TRY IT:
Filter the entries down to the lines holding "fresh", then copy those lines.

DATA PROVIDED:

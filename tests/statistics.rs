mod common;

use std::sync::Arc;
use std::time::Duration as StdDuration;

use assert_matches::assert_matches;
use chrono::{Duration, NaiveDate};

use clinic_queue::{
    cache::TtlCache,
    models::AppointmentStatus::*,
    services::{ClinicError, statistics},
    store::MemoryStore,
};
use common::{appointment, clock, patient, seed_all, store_with_patient, today};

fn day(y: i32, m: u32, d: u32) -> NaiveDate {
    NaiveDate::from_ymd_opt(y, m, d).unwrap()
}

#[tokio::test]
async fn daily_trend_is_gap_filled_over_thirty_days() {
    let store = store_with_patient().await;
    let first_day = today() - Duration::days(29);
    seed_all(
        &store,
        vec![
            appointment(10, Completed, first_day, 0),
            appointment(11, Completed, today(), 0),
            // outside the window
            appointment(12, Completed, first_day - Duration::days(1), 0),
        ],
    )
    .await;

    let snapshot = statistics::compute_snapshot(&store, today()).await.unwrap();
    let daily = &snapshot.trends.daily;

    assert_eq!(daily.len(), 30);
    assert_eq!(daily[0].count, 1);
    assert_eq!(daily[29].count, 1);
    assert!(daily[1..29].iter().all(|p| p.count == 0));
    assert_eq!(snapshot.revenue.daily[0].value_cents, 30_000);
    assert_eq!(snapshot.revenue.daily.len(), 30);
}

#[tokio::test]
async fn snapshot_kpis_bands_and_windows() {
    let store = MemoryStore::new();
    store.seed_patient(patient(1, None, Some(day(2010, 1, 1)))).await;
    store.seed_patient(patient(2, None, Some(day(1995, 6, 1)))).await;
    store.seed_patient(patient(3, None, Some(day(1960, 6, 1)))).await;
    store.seed_patient(patient(4, None, None)).await;
    seed_all(
        &store,
        vec![
            appointment(10, Completed, today(), 0),
            appointment(11, Scheduled, day(2026, 10, 30), 1),
            appointment(12, Completed, day(2026, 3, 2), 2),
            appointment(13, Completed, day(2023, 5, 5), 3),
        ],
    )
    .await;

    let snap = statistics::compute_snapshot(&store, today()).await.unwrap();

    assert_eq!(snap.kpi.total_patients, 4);
    assert_eq!(snap.kpi.total_appointments, 4);
    assert_eq!(snap.kpi.appointments_today, 1);
    assert_eq!(snap.kpi.appointments_month, 2);

    let bands: Vec<(&str, i64)> = snap.demographics.iter().map(|b| (b.name, b.value)).collect();
    assert_eq!(bands, vec![("0-18", 1), ("19-35", 1), ("36-50", 0), ("50+", 1)]);

    assert_eq!(snap.trends.monthly.len(), 12);
    assert_eq!(snap.trends.monthly[11].date, "Oct 2026");
    // the future appointment of this month is in the window too
    assert_eq!(snap.trends.monthly[11].count, 2);
    assert_eq!(snap.trends.monthly[4].date, "Mar 2026");
    assert_eq!(snap.trends.monthly[4].count, 1);

    let yearly: Vec<(&str, i64)> = snap
        .trends
        .yearly
        .iter()
        .map(|p| (p.date.as_str(), p.count))
        .collect();
    assert_eq!(
        yearly,
        vec![("2022", 0), ("2023", 1), ("2024", 0), ("2025", 0), ("2026", 3)]
    );

    // 2 this month against 4 / 12 overall
    assert_eq!(snap.insights[1].kind, "growth");
}

#[tokio::test]
async fn cached_trends_stay_stale_until_expiry() {
    let store = store_with_patient().await;
    seed_all(&store, vec![appointment(10, Completed, today(), 0)]).await;
    let cache = TtlCache::new(4, StdDuration::from_millis(200));
    let clock = clock();

    let first = statistics::trends(&store, &cache, &clock).await.unwrap();
    assert_eq!(first.kpi.total_appointments, 1);

    seed_all(&store, vec![appointment(11, Completed, today(), 1)]).await;
    let cached = statistics::trends(&store, &cache, &clock).await.unwrap();
    assert!(Arc::ptr_eq(&first, &cached));
    assert_eq!(cached.kpi.total_appointments, 1);

    tokio::time::sleep(StdDuration::from_millis(400)).await;
    let fresh = statistics::trends(&store, &cache, &clock).await.unwrap();
    assert_eq!(fresh.kpi.total_appointments, 2);
}

#[tokio::test]
async fn available_range_defaults_to_current_year() {
    let store = store_with_patient().await;
    let empty = statistics::available_range(&store, &clock()).await.unwrap();
    assert_eq!((empty.min_year, empty.max_year), (2026, 2026));

    seed_all(
        &store,
        vec![
            appointment(10, Completed, day(2021, 2, 1), 0),
            appointment(11, Scheduled, day(2027, 1, 4), 0),
        ],
    )
    .await;
    let range = statistics::available_range(&store, &clock()).await.unwrap();
    assert_eq!((range.min_year, range.max_year), (2021, 2027));
}

#[tokio::test]
async fn chart_points_for_year_and_month() {
    let store = store_with_patient().await;
    seed_all(
        &store,
        vec![
            appointment(10, Completed, day(2026, 2, 3), 0),
            appointment(11, Completed, day(2026, 2, 28), 0),
            appointment(12, Completed, day(2026, 7, 1), 0),
        ],
    )
    .await;

    let year = statistics::chart(&store, "year", "2026").await.unwrap();
    assert_eq!(year.len(), 12);
    assert_eq!(year[1].date, "Feb");
    assert_eq!((year[1].count, year[1].revenue_cents), (2, 60_000));
    assert_eq!(year[6].count, 1);

    let month = statistics::chart(&store, "month", "2026-02").await.unwrap();
    assert_eq!(month.len(), 28);
    assert_eq!(month[2].date, "03");
    assert_eq!(month[2].count, 1);
    assert_eq!(month[27].count, 1);

    assert_matches!(
        statistics::chart(&store, "week", "2026").await,
        Err(ClinicError::Validation { errors, .. }) if errors.contains_key("view")
    );
    assert_matches!(
        statistics::chart(&store, "month", "2026").await,
        Err(ClinicError::Validation { errors, .. }) if errors.contains_key("target")
    );
}
#![allow(dead_code)]

use std::sync::Arc;
use std::time::Duration as StdDuration;

use chrono::{DateTime, Duration, NaiveDate, NaiveDateTime, TimeZone, Utc};

use clinic_queue::{
    cache::TtlCache,
    clock::FixedClock,
    models::{AppState, Appointment, AppointmentStatus, AppointmentType, Patient},
    store::MemoryStore,
};

pub fn today() -> NaiveDate {
    NaiveDate::from_ymd_opt(2026, 10, 15).unwrap()
}

pub fn morning() -> DateTime<Utc> {
    Utc.with_ymd_and_hms(2026, 10, 15, 8, 0, 0).unwrap()
}

/// Clinic day 2026-10-15, wall clock at 10:00.
pub fn clock() -> FixedClock {
    FixedClock::at(Utc.with_ymd_and_hms(2026, 10, 15, 10, 0, 0).unwrap())
}

pub fn at_nine(day: NaiveDate) -> NaiveDateTime {
    day.and_hms_opt(9, 0, 0).unwrap()
}

pub fn patient(id: i64, plan: Option<&str>, birth: Option<NaiveDate>) -> Patient {
    Patient {
        id,
        first_name: format!("First{id}"),
        last_name: format!("Last{id}"),
        birth_date: birth,
        insurance: plan.map(str::to_string),
        archived: false,
    }
}

/// Appointment on `day`, created `created_min` minutes after 08:00 today and
/// last updated at the same instant.
pub fn appointment(id: i64, status: AppointmentStatus, day: NaiveDate, created_min: i64) -> Appointment {
    let created = morning() + Duration::minutes(created_min);
    Appointment {
        id,
        patient_id: 1,
        patient_name: "First1 Last1".into(),
        appointment_date: at_nine(day),
        appointment_type: Some(AppointmentType::Consultation),
        notes: None,
        status,
        consultation_started_at: None,
        consultation_ended_at: None,
        payment_cents: 30_000,
        payment_method: None,
        has_insurance_coverage: false,
        diagnostic: None,
        created_at: created,
        updated_at: created,
    }
}

pub async fn store_with_patient() -> MemoryStore {
    let store = MemoryStore::new();
    store.seed_patient(patient(1, None, None)).await;
    store
}

pub async fn seed_all(store: &MemoryStore, rows: Vec<Appointment>) {
    for row in rows {
        store.seed_appointment(row).await;
    }
}

pub fn app_state(store: Arc<MemoryStore>) -> AppState {
    AppState {
        store,
        clock: Arc::new(clock()),
        stats_cache: TtlCache::new(16, StdDuration::from_secs(1800)),
    }
}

EXPECTED ANSWER:
    let fresh = statistics::trends(&store, &cache, &clock).await.unwrap();
    assert_eq!(fresh.kpi.total_appointments, 2);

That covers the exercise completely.